Sequence similarity analysis

Sequence alignment analysis was done to evaluate the similarity between the 3CL protease of avian infectious bronchitis virus (IBV) that has been used in the training set of machine learning models and the 3CLpro of SARS CoV-2 that will be used for the molecular docking process. M-Coffee extension of T-Coffee multiple sequence alignments (MSA) server was used for this purpose. This server outperforms on reference datasets: HOMSTRAD, Prefab, and Balibase. Physicochemical parameters of proteins including isoelectric point, instability index, grand average of hydropathicity (GRAVY), amino acids, and atomic compositions were investigated using the ProtParam tool of ExPASy¹⁵.

Dataset

In the present work, the compounds from a QFRET-based primary biochemical high throughput screening assay (AID-1706) against 3CLPro of SARS coronavirus¹⁶ are used as a training set. As large number of datasets is not available against 3CLpro of SARS CoV-2, the present dataset of avian infectious bronchitis virus (IBV) 3CLpro is selected for construction of the machine learning model. In this bioassay, the sum of two values was considered as cut-off parameters for classifying the compounds, viz., (i) the average percent inhibition of all compounds tested, and (ii) three times their standard deviation. In PubChem bioassays, activity score is assigned as a normalized score between 0 and 100 where the most active result rows have scores closer to 100 and inactive closer to 0. In the present bioassay, activity score between 0 and 15 were classified as inactive and between 25 and 100 as active. 405 active compounds and 1000 inactive compounds were considered for generating the QSAR model. Further, 1528 anti-HIV1 compounds were selected for screening as a test set from NCI AID antiviral assay (AID-179)²⁶. From this bioassay, compounds that provide at least 50% protection by inhibiting the HIV1 infected human CEM cells were considered.

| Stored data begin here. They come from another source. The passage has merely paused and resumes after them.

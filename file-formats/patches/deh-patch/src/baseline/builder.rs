//! Consistency-checked construction of [`SourcePatch`] values

use std::collections::{BTreeMap, HashMap};
use std::sync::Arc;

use log::debug;

use crate::entity::pointer::NULL_MNEMONIC;
use crate::entity::{
    DehActionPointer, DehAmmo, DehMiscellany, DehSound, DehState, DehThing, DehWeapon,
};
use crate::error::{Error, Result};
use crate::feature::ActionPointerType;

use super::{
    BaselineStrings, EpisodeMap, IndexedStrings, KeyedStrings, OpenTables, PointerAddressing,
    SourcePatch,
};

fn next_key<T>(table: &BTreeMap<i32, T>) -> i32 {
    table.keys().next_back().map_or(0, |k| k + 1)
}

/// Builder for [`SourcePatch`]
#[derive(Debug)]
pub struct SourcePatchBuilder {
    name: String,
    ammo: BTreeMap<i32, DehAmmo>,
    sounds: BTreeMap<i32, (String, DehSound)>,
    weapons: BTreeMap<i32, DehWeapon>,
    things: BTreeMap<i32, DehThing>,
    states: BTreeMap<i32, (DehState, Option<String>)>,
    sprites: BTreeMap<i32, String>,
    catalog: Vec<DehActionPointer>,
    pointer_slots: Option<Vec<i32>>,
    indexed: Option<IndexedStrings>,
    keyed: KeyedStrings,
    pars: BTreeMap<EpisodeMap, i32>,
    misc: DehMiscellany,
    open_tables: Option<OpenTables>,
}

impl SourcePatchBuilder {
    /// Create an empty builder
    pub fn new<S: Into<String>>(name: S) -> Self {
        Self {
            name: name.into(),
            ammo: BTreeMap::new(),
            sounds: BTreeMap::new(),
            weapons: BTreeMap::new(),
            things: BTreeMap::new(),
            states: BTreeMap::new(),
            sprites: BTreeMap::new(),
            catalog: Vec::new(),
            pointer_slots: None,
            indexed: None,
            keyed: KeyedStrings::default(),
            pars: BTreeMap::new(),
            misc: DehMiscellany::default(),
            open_tables: None,
        }
    }

    /// Append an ammo type
    pub fn ammo(mut self, ammo: DehAmmo) -> Self {
        let index = next_key(&self.ammo);
        self.ammo.insert(index, ammo);
        self
    }

    /// Append a named sound
    pub fn sound<S: Into<String>>(self, name: S, sound: DehSound) -> Self {
        let index = next_key(&self.sounds);
        self.sound_at(index, name, sound)
    }

    /// Place a named sound at an explicit index
    pub fn sound_at<S: Into<String>>(mut self, index: i32, name: S, sound: DehSound) -> Self {
        self.sounds.insert(index, (name.into(), sound));
        self
    }

    /// Append a sprite name
    pub fn sprite<S: Into<String>>(mut self, name: S) -> Self {
        let index = next_key(&self.sprites);
        self.sprites.insert(index, name.into());
        self
    }

    /// Append a weapon
    pub fn weapon(mut self, weapon: DehWeapon) -> Self {
        let index = next_key(&self.weapons);
        self.weapons.insert(index, weapon);
        self
    }

    /// Append a thing
    pub fn thing(self, thing: DehThing) -> Self {
        let index = next_key(&self.things);
        self.thing_at(index, thing)
    }

    /// Place a thing at an explicit index
    pub fn thing_at(mut self, index: i32, thing: DehThing) -> Self {
        self.things.insert(index, thing);
        self
    }

    /// Append a state and the mnemonic of its action, if any
    pub fn state(self, state: DehState, action: Option<&str>) -> Self {
        let index = next_key(&self.states);
        self.state_at(index, state, action)
    }

    /// Place a state at an explicit index
    pub fn state_at(mut self, index: i32, state: DehState, action: Option<&str>) -> Self {
        self.states.insert(index, (state, action.map(str::to_owned)));
        self
    }

    /// Add a pointer to the catalog; a negative frame is inferred from states
    pub fn action_pointer(mut self, pointer: DehActionPointer) -> Self {
        self.catalog.push(pointer);
        self
    }

    /// Use fixed pointer slots hosted by the listed states
    pub fn pointer_slots(mut self, slots: Vec<i32>) -> Self {
        self.pointer_slots = Some(slots);
        self
    }

    /// Use a fixed string table with sound and sprite name sub-ranges
    ///
    /// Takes precedence over keyed strings.
    pub fn indexed_strings(
        mut self,
        values: Vec<String>,
        sound_offset: usize,
        sprite_offset: usize,
        sprite_count: usize,
    ) -> Self {
        self.indexed = Some(IndexedStrings {
            values,
            sound_offset,
            sprite_offset,
            sprite_count,
        });
        self
    }

    /// Add a keyed string
    pub fn keyed_string<K: AsRef<str>, V: Into<String>>(mut self, key: K, value: V) -> Self {
        self.keyed
            .values
            .insert(key.as_ref().to_ascii_uppercase(), value.into());
        self
    }

    /// Accept any keyed string whose key starts with `prefix`
    pub fn user_string_prefix<S: AsRef<str>>(mut self, prefix: S) -> Self {
        self.keyed
            .user_prefixes
            .push(prefix.as_ref().to_ascii_uppercase());
        self
    }

    /// Add a par time
    pub fn par(mut self, key: EpisodeMap, seconds: i32) -> Self {
        self.pars.insert(key, seconds);
        self
    }

    /// Set the miscellany record
    pub fn miscellany(mut self, misc: DehMiscellany) -> Self {
        self.misc = misc;
        self
    }

    /// Make the tables open-ended
    pub fn open_tables(mut self, open: OpenTables) -> Self {
        self.open_tables = Some(open);
        self
    }

    /// Validate and freeze the tables
    pub fn build(self) -> Result<SourcePatch> {
        let open = self.open_tables.is_some();
        if !open {
            check_contiguous(&self.name, "sound", &self.sounds)?;
            check_contiguous(&self.name, "thing", &self.things)?;
            check_contiguous(&self.name, "state", &self.states)?;
        }

        let null_pointer = Arc::new(DehActionPointer::new(
            NULL_MNEMONIC,
            ActionPointerType::Doom19,
            false,
            0,
        ));

        // Pointer catalog, with inferred hosting frames
        let mut catalog: BTreeMap<String, Arc<DehActionPointer>> = BTreeMap::new();
        catalog.insert(NULL_MNEMONIC.to_ascii_lowercase(), Arc::clone(&null_pointer));
        for mut pointer in self.catalog {
            if pointer.frame < 0 {
                pointer.frame = self
                    .states
                    .iter()
                    .find(|(_, (_, action))| {
                        action
                            .as_deref()
                            .is_some_and(|a| a.eq_ignore_ascii_case(&pointer.mnemonic))
                    })
                    .map_or(0, |(&index, _)| index);
            }
            catalog.insert(pointer.mnemonic.to_ascii_lowercase(), Arc::new(pointer));
        }

        let mut states = BTreeMap::new();
        let mut state_pointers = BTreeMap::new();
        for (index, (state, action)) in self.states {
            if let Some(mnemonic) = action {
                let pointer = catalog.get(&mnemonic.to_ascii_lowercase()).ok_or_else(|| {
                    Error::baseline(format!(
                        "{}: state {index} uses unknown action pointer {mnemonic}",
                        self.name
                    ))
                })?;
                if !pointer.is_null() {
                    state_pointers.insert(index, Arc::clone(pointer));
                }
            }
            states.insert(index, state);
        }

        for (index, state) in &states {
            let next = state.next_state_index;
            if !states.contains_key(&next) && !(open && next >= 0) {
                return Err(Error::baseline(format!(
                    "{}: state {index} continues to missing state {next}",
                    self.name
                )));
            }
        }

        let (addressing, slot_of_state) = match self.pointer_slots {
            None => (PointerAddressing::PerState, HashMap::new()),
            Some(slots) => {
                let mut slot_of_state = HashMap::with_capacity(slots.len());
                for (slot, &state_index) in slots.iter().enumerate() {
                    if !states.contains_key(&state_index) {
                        return Err(Error::baseline(format!(
                            "{}: pointer slot {slot} is hosted by missing state {state_index}",
                            self.name
                        )));
                    }
                    slot_of_state.insert(state_index, slot as i32);
                }
                if let Some(index) = state_pointers
                    .keys()
                    .find(|index| !slot_of_state.contains_key(*index))
                {
                    return Err(Error::baseline(format!(
                        "{}: state {index} has an action but no pointer slot",
                        self.name
                    )));
                }
                (PointerAddressing::Slots(slots), slot_of_state)
            }
        };

        let strings = match self.indexed {
            Some(table) => BaselineStrings::Indexed(table),
            None => BaselineStrings::Keyed(self.keyed),
        };

        let mut sound_names = BTreeMap::new();
        let mut sounds = BTreeMap::new();
        for (index, (name, sound)) in self.sounds {
            if !name.is_empty() {
                sound_names.insert(index, name.to_ascii_uppercase());
            }
            sounds.insert(index, sound);
        }
        let mut sprite_names: BTreeMap<i32, String> = self
            .sprites
            .into_iter()
            .map(|(i, name)| (i, name.to_ascii_uppercase()))
            .collect();

        // Fixed string tables carry the names themselves
        if let BaselineStrings::Indexed(table) = &strings {
            let sound_end = table.sound_offset + sounds.len();
            let sprite_end = table.sprite_offset + table.sprite_count;
            if sound_end > table.values.len() || sprite_end > table.values.len() {
                return Err(Error::baseline(format!(
                    "{}: name sub-ranges exceed the {} strings of the table",
                    self.name,
                    table.values.len()
                )));
            }
            sound_names = sounds
                .keys()
                .filter_map(|&i| {
                    let name = table.values.get(table.sound_offset + usize::try_from(i).ok()?)?;
                    (!name.is_empty()).then(|| (i, name.to_ascii_uppercase()))
                })
                .collect();
            sprite_names = (0..table.sprite_count)
                .map(|i| (i as i32, table.values[table.sprite_offset + i].to_ascii_uppercase()))
                .collect();
        }

        let sound_lookup = sound_names.iter().map(|(&i, n)| (n.clone(), i)).collect();
        let sprite_lookup = sprite_names.iter().map(|(&i, n)| (n.clone(), i)).collect();

        for (index, thing) in &self.things {
            if let Some((label, target)) = thing
                .labels
                .iter()
                .find(|&(_, target)| !states.contains_key(&target) && !open)
            {
                return Err(Error::baseline(format!(
                    "{}: thing {index} label {label} points at missing state {target}",
                    self.name
                )));
            }
        }

        debug!(
            "Built baseline {}: {} things, {} states, {} sounds, {} sprites",
            self.name,
            self.things.len(),
            states.len(),
            sounds.len(),
            sprite_names.len()
        );

        Ok(SourcePatch {
            name: self.name,
            ammo: self.ammo,
            sounds,
            weapons: self.weapons,
            things: self.things,
            states,
            state_pointers,
            addressing,
            slot_of_state,
            catalog,
            null_pointer,
            sound_names,
            sprite_names,
            sound_lookup,
            sprite_lookup,
            strings,
            pars: self.pars,
            misc: self.misc,
            open_tables: self.open_tables,
            blank_thing: DehThing::default(),
            blank_sound: DehSound::default(),
            blank_state: DehState::default(),
        })
    }
}

fn check_contiguous<T>(name: &str, what: &str, table: &BTreeMap<i32, T>) -> Result<()> {
    match table.keys().enumerate().find(|&(i, &k)| k != i as i32) {
        Some((expected, _)) => Err(Error::baseline(format!(
            "{name}: {what} table has a gap at index {expected}"
        ))),
        None => Ok(()),
    }
}

#[cfg(test)]
mod tests {
    use super::*;
    use crate::entity::DehThing;

    fn chain_states(builder: SourcePatchBuilder) -> SourcePatchBuilder {
        builder
            .state(DehState::new(0, 0, false, 0, -1), None)
            .state(DehState::new(0, 0, false, 1, -1), Some("Light0"))
            .state(DehState::new(1, 0, false, 2, 10), Some("Look"))
            .action_pointer(DehActionPointer::new("Light0", ActionPointerType::Doom19, true, -1))
            .action_pointer(DehActionPointer::new("Look", ActionPointerType::Doom19, false, -1))
    }

    #[test]
    fn test_infers_pointer_frames() {
        let patch = chain_states(SourcePatch::builder("t")).build().unwrap();
        assert_eq!(patch.action_pointer_by_mnemonic("look").unwrap().frame, 2);
        assert_eq!(patch.action_pointer(2).unwrap().mnemonic, "Look");
        assert!(patch.action_pointer(0).unwrap().is_null());
        assert_eq!(patch.state_action_pointer_index(1), Some(1));
    }

    #[test]
    fn test_rejects_unknown_pointer() {
        let err = SourcePatch::builder("t")
            .state(DehState::new(0, 0, false, 0, -1), Some("Bogus"))
            .build()
            .unwrap_err();
        assert!(matches!(err, Error::Baseline(_)));
    }

    #[test]
    fn test_rejects_dangling_successor() {
        let err = SourcePatch::builder("t")
            .state(DehState::new(0, 0, false, 7, -1), None)
            .build()
            .unwrap_err();
        assert!(err.to_string().contains("missing state 7"));
    }

    #[test]
    fn test_rejects_action_without_slot() {
        let err = chain_states(SourcePatch::builder("t"))
            .pointer_slots(vec![1])
            .build()
            .unwrap_err();
        assert!(err.to_string().contains("no pointer slot"));
    }

    #[test]
    fn test_open_tables_resolve_blanks() {
        let patch = chain_states(SourcePatch::builder("t"))
            .thing(DehThing::named("Player"))
            .open_tables(OpenTables {
                thing_start: 1,
                sound_start: 1,
                sprite_start: 2,
                state_start: 3,
            })
            .build()
            .unwrap();
        assert_eq!(patch.thing_count(), i32::MAX);
        assert_eq!(patch.thing(5000), Some(&DehThing::default()));
        assert!(patch.thing(-1).is_none());
        assert_eq!(patch.state_action_pointer_index(9000), Some(9000));
    }

    #[test]
    fn test_indexed_strings_provide_names() {
        let patch = SourcePatch::builder("t")
            .sound("", DehSound::default())
            .sound("", DehSound::new(64, false))
            .indexed_strings(
                vec!["".into(), "pistol".into(), "TROO".into(), "SHTG".into()],
                0,
                2,
                2,
            )
            .build()
            .unwrap();
        assert_eq!(patch.sound_index("PISTOL"), Some(1));
        assert_eq!(patch.sprite_index("shtg"), Some(1));
        assert_eq!(patch.sprite_count(), 2);
    }
}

Descriptor calculation and dataset pre-processing

The entire compound collection of training and the test set was converted into a 3D-standard data format (3D-SDF) to simplify the molecular-input line-entry system (SMILES) format by using O’babel software²⁷. Further, all compounds were introduced to chemical descriptor calculation using PaDel software. Initially, a total of 2382 descriptors were extracted, which included 1D, 2D, and fingerprint features. The entire dataset was processed before building the model in WEKA software²⁸. Several functions in WEKA like Correlation, Attribute, Eval, and Replace Missing Values were considered for the feature selection process. Feature selection is necessary to make a better performing predictive model.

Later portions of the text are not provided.